Halime Kalkavan ¹,  Mark J Chen ¹,  Jeremy C Crawford ¹,  Giovanni Quarato ¹,  Patrick Fitzgerald ¹,  Stephen W G Tait ²,  Colin R Goding ³,  Douglas R Green ⁴

Affiliations

• 1Department of Immunology, St. Jude Children's Research Hospital, Memphis, TN 38105, USA.
• 2Cancer Research UK Beatson Institute, Switchback Road, Glasgow G61 1BD, UK; Institute of Cancer Sciences, University of Glasgow, Switchback Road, Glasgow G61 1BD, UK.
• 3Ludwig Institute for Cancer Research, Nuffield Department of Clinical Medicine, University of Oxford, Headington, Oxford OX37DQ, UK.
• 4Department of Immunology, St. Jude Children's Research Hospital, Memphis, TN 38105, USA. Electronic address: douglas.green@stjude.org.

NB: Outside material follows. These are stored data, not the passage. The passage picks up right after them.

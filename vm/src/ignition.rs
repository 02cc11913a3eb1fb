//! First-boot guest script: mounts, SSH key, timezone and machine-type marker.
//!
//! The script is assembled from fixed templates in a fixed order, since the guest
//! runs it top to bottom. It reaches the guest through its own virtio-fs share.

use cradle_fs::{self as fs, FsError};
use std::borrow::Cow;
use std::fmt::{self, Display, Formatter};
use std::path::{Path, PathBuf};
use thiserror::Error;
use tracing::{debug, instrument};

use crate::mount::MountSpec;

/// Virtio-fs tag of the share holding the script.
pub const IGNITION_TAG: &str = "cradle-ignition";

/// Where the guest mounts the ignition share.
pub const IGNITION_GUEST_DIR: &str = "/mnt/.cradle-ignition";

pub const MACHINE_TYPE_FILE: &str = "/etc/cradle/machine-type";

const LOCALTIME: &str = "/etc/localtime";
const ZONEINFO_PREFIXES: [&str; 2] = ["/var/db/timezone/zoneinfo/", "/usr/share/zoneinfo/"];

const HEADER: &str = "#!/bin/sh\nset -eu\n";

const MOUNT_TEMPLATE: &str = "\
mkdir -p {{target}}
mount -t virtiofs -o {{mode}} {{tag}} {{target}}
echo {{fstab}} >> /etc/fstab
";

const SSH_KEY_TEMPLATE: &str = "\
install -d -m 700 {{ssh_dir}}
echo {{key}} >> {{authorized_keys}}
chmod 600 {{authorized_keys}}
chown -R {{user}} {{ssh_dir}}
";

const TIMEZONE_TEMPLATE: &str = "\
ln -sf {{zoneinfo}} /etc/localtime
echo {{zone}} > /etc/timezone
";

const MACHINE_TYPE_TEMPLATE: &str = "\
mkdir -p {{marker_dir}}
echo {{marker}} > {{marker_file}}
";

#[derive(Debug, Clone, Copy, PartialEq, Eq)]
pub enum Fragment {
    Mount,
    SshKey,
    Timezone,
    MachineType,
}

impl Display for Fragment {
    fn fmt(&self, f: &mut Formatter<'_>) -> fmt::Result {
        match self {
            Fragment::Mount => write!(f, "mount"),
            Fragment::SshKey => write!(f, "ssh key"),
            Fragment::Timezone => write!(f, "timezone"),
            Fragment::MachineType => write!(f, "machine type"),
        }
    }
}

#[derive(Error, Debug)]
pub enum FragmentError {
    #[error("template has no value for placeholder '{0}'")]
    Placeholder(String),

    #[error("template has an unterminated placeholder")]
    Unterminated,

    #[error(transparent)]
    Fs(#[from] FsError),

    #[error("cannot derive a zone name from '{0}'")]
    UnknownZone(PathBuf),
}

#[derive(Error, Debug)]
pub enum IgnitionError {
    #[error("failed to build {fragment} fragment: {source}")]
    Fragment {
        fragment: Fragment,
        #[source]
        source: FragmentError,
    },

    #[error("failed to write ignition script: {0}")]
    Write(#[source] FsError),
}

#[derive(Debug, Clone, PartialEq, Eq)]
pub enum TimezonePolicy {
    /// Use the host's zone, from the `/etc/localtime` symlink.
    Host,
    Zone(String),
    Skip,
}

#[derive(Debug, Clone)]
pub struct IgnitionRequest<'a> {
    pub mounts: &'a [MountSpec],
    /// Private key path; its `.pub` sibling is installed in the guest.
    pub ssh_identity: Option<&'a Path>,
    pub ssh_user: &'a str,
    pub timezone: TimezonePolicy,
    pub machine_type: &'a str,
}

/// Substitute `{{key}}` placeholders with shell-escaped values.
fn render(template: &str, values: &[(&str, &str)]) -> Result<String, FragmentError> {
    let mut out = String::with_capacity(template.len());
    let mut rest = template;
    while let Some(start) = rest.find("{{") {
        out.push_str(&rest[..start]);
        let after = &rest[start + 2..];
        let end = after.find("}}").ok_or(FragmentError::Unterminated)?;
        let key = after[..end].trim();
        let value = values
            .iter()
            .find(|(name, _)| *name == key)
            .map(|(_, value)| *value)
            .ok_or_else(|| FragmentError::Placeholder(key.to_string()))?;
        out.push_str(&shell_escape::unix::escape(Cow::Borrowed(value)));
        rest = &after[end + 2..];
    }
    out.push_str(rest);
    Ok(out)
}

fn fragment_error(fragment: Fragment) -> impl FnOnce(FragmentError) -> IgnitionError {
    move |source| IgnitionError::Fragment { fragment, source }
}

fn lossy(path: &Path) -> Cow<'_, str> {
    path.to_string_lossy()
}

fn mount_fragment(mount: &MountSpec) -> Result<String, FragmentError> {
    let mode = if mount.read_only { "ro" } else { "rw" };
    let target = lossy(&mount.target);
    let fstab = format!("{} {} virtiofs defaults,{mode} 0 0", mount.tag, target);
    render(
        MOUNT_TEMPLATE,
        &[
            ("target", &*target),
            ("mode", mode),
            ("tag", mount.tag.as_str()),
            ("fstab", fstab.as_str()),
        ],
    )
}

async fn ssh_key_fragment(identity: &Path, user: &str) -> Result<String, FragmentError> {
    let mut public_key_path = identity.as_os_str().to_owned();
    public_key_path.push(".pub");
    let key = fs::read_file_to_string(PathBuf::from(public_key_path)).await?;

    let ssh_dir = if user == "root" {
        "/root/.ssh".to_string()
    } else {
        format!("/home/{user}/.ssh")
    };
    let authorized_keys = format!("{ssh_dir}/authorized_keys");
    render(
        SSH_KEY_TEMPLATE,
        &[
            ("ssh_dir", ssh_dir.as_str()),
            ("key", key.trim()),
            ("authorized_keys", authorized_keys.as_str()),
            ("user", user),
        ],
    )
}

/// Zone name from the target of a `localtime` symlink.
pub fn zone_from_localtime_target(target: &Path) -> Option<String> {
    let target = target.to_str()?;
    ZONEINFO_PREFIXES
        .iter()
        .find_map(|prefix| target.strip_prefix(prefix))
        .filter(|zone| !zone.is_empty())
        .map(str::to_string)
}

async fn host_zone() -> Result<String, FragmentError> {
    let target = fs::read_link(LOCALTIME).await?;
    zone_from_localtime_target(&target).ok_or(FragmentError::UnknownZone(target))
}

async fn timezone_fragment(policy: &TimezonePolicy) -> Result<Option<String>, FragmentError> {
    let zone = match policy {
        TimezonePolicy::Skip => return Ok(None),
        TimezonePolicy::Zone(zone) => zone.clone(),
        TimezonePolicy::Host => host_zone().await?,
    };
    let zoneinfo = format!("/usr/share/zoneinfo/{zone}");
    render(TIMEZONE_TEMPLATE, &[("zoneinfo", zoneinfo.as_str()), ("zone", zone.as_str())]).map(Some)
}

fn machine_type_fragment(marker: &str) -> Result<String, FragmentError> {
    let marker_file = Path::new(MACHINE_TYPE_FILE);
    let marker_dir = marker_file.parent().map(lossy).unwrap_or_default();
    render(
        MACHINE_TYPE_TEMPLATE,
        &[
            ("marker_dir", &*marker_dir),
            ("marker", marker),
            ("marker_file", MACHINE_TYPE_FILE),
        ],
    )
}

/// Build the script. Mounts overlapping the ignition share itself are left out.
#[instrument(skip_all, fields(mounts = request.mounts.len()))]
pub async fn generate(request: &IgnitionRequest<'_>) -> Result<Vec<u8>, IgnitionError> {
    let mut script = String::from(HEADER);

    let ignition_dir = Path::new(IGNITION_GUEST_DIR);
    for mount in request.mounts {
        if mount.overlaps(ignition_dir) {
            debug!(guest_path = %mount.target.display(), "Skipping mount that overlaps the ignition share");
            continue;
        }
        script.push_str(&mount_fragment(mount).map_err(fragment_error(Fragment::Mount))?);
    }

    if let Some(identity) = request.ssh_identity {
        let fragment = ssh_key_fragment(identity, request.ssh_user)
            .await
            .map_err(fragment_error(Fragment::SshKey))?;
        script.push_str(&fragment);
    }

    if let Some(fragment) = timezone_fragment(&request.timezone)
        .await
        .map_err(fragment_error(Fragment::Timezone))?
    {
        script.push_str(&fragment);
    }

    script.push_str(
        &machine_type_fragment(request.machine_type)
            .map_err(fragment_error(Fragment::MachineType))?,
    );

    Ok(script.into_bytes())
}

/// Replace any previous script at `path` with `payload`.
pub async fn write(path: &Path, payload: &[u8]) -> Result<(), IgnitionError> {
    fs::remove_file_if_exists(path)
        .await
        .map_err(IgnitionError::Write)?;
    if let Some(parent) = path.parent() {
        fs::create_dir(parent).await.map_err(IgnitionError::Write)?;
    }
    fs::write_file(path, payload)
        .await
        .map_err(IgnitionError::Write)?;
    debug!(path = %path.display(), bytes = payload.len(), "Wrote ignition script");
    Ok(())
}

PMID: 36055199  DOI: 10.1016/j.cell.2022.07.025

Abstract

Drug-tolerant persister cells (persisters) evade Apoptosis upon targeted and conventional Cancer therapies and represent a major non-genetic barrier to effective Cancer treatment. Here, we show that cells that survive treatment with pro-apoptotic BH3 mimetics display a persister phenotype that includes colonization and metastasis in vivo and increased sensitivity toward Ferroptosis by GPX4 inhibition. We found that sublethal mitochondrial outer membrane permeabilization (MOMP) and holocytochrome c release are key requirements for the generation of the persister phenotype. The generation of persisters is independent of apoptosome formation and Caspase activation, but instead, cytosolic cytochrome c induces the activation of heme-regulated inhibitor (HRI) kinase and engagement of the integrated stress response (ISR) with the consequent synthesis of ATF4, all of which are required for the persister phenotype. Our results reveal that sublethal cytochrome c release couples sublethal MOMP to caspase-independent initiation of an ATF4-dependent, drug-tolerant persister phenotype.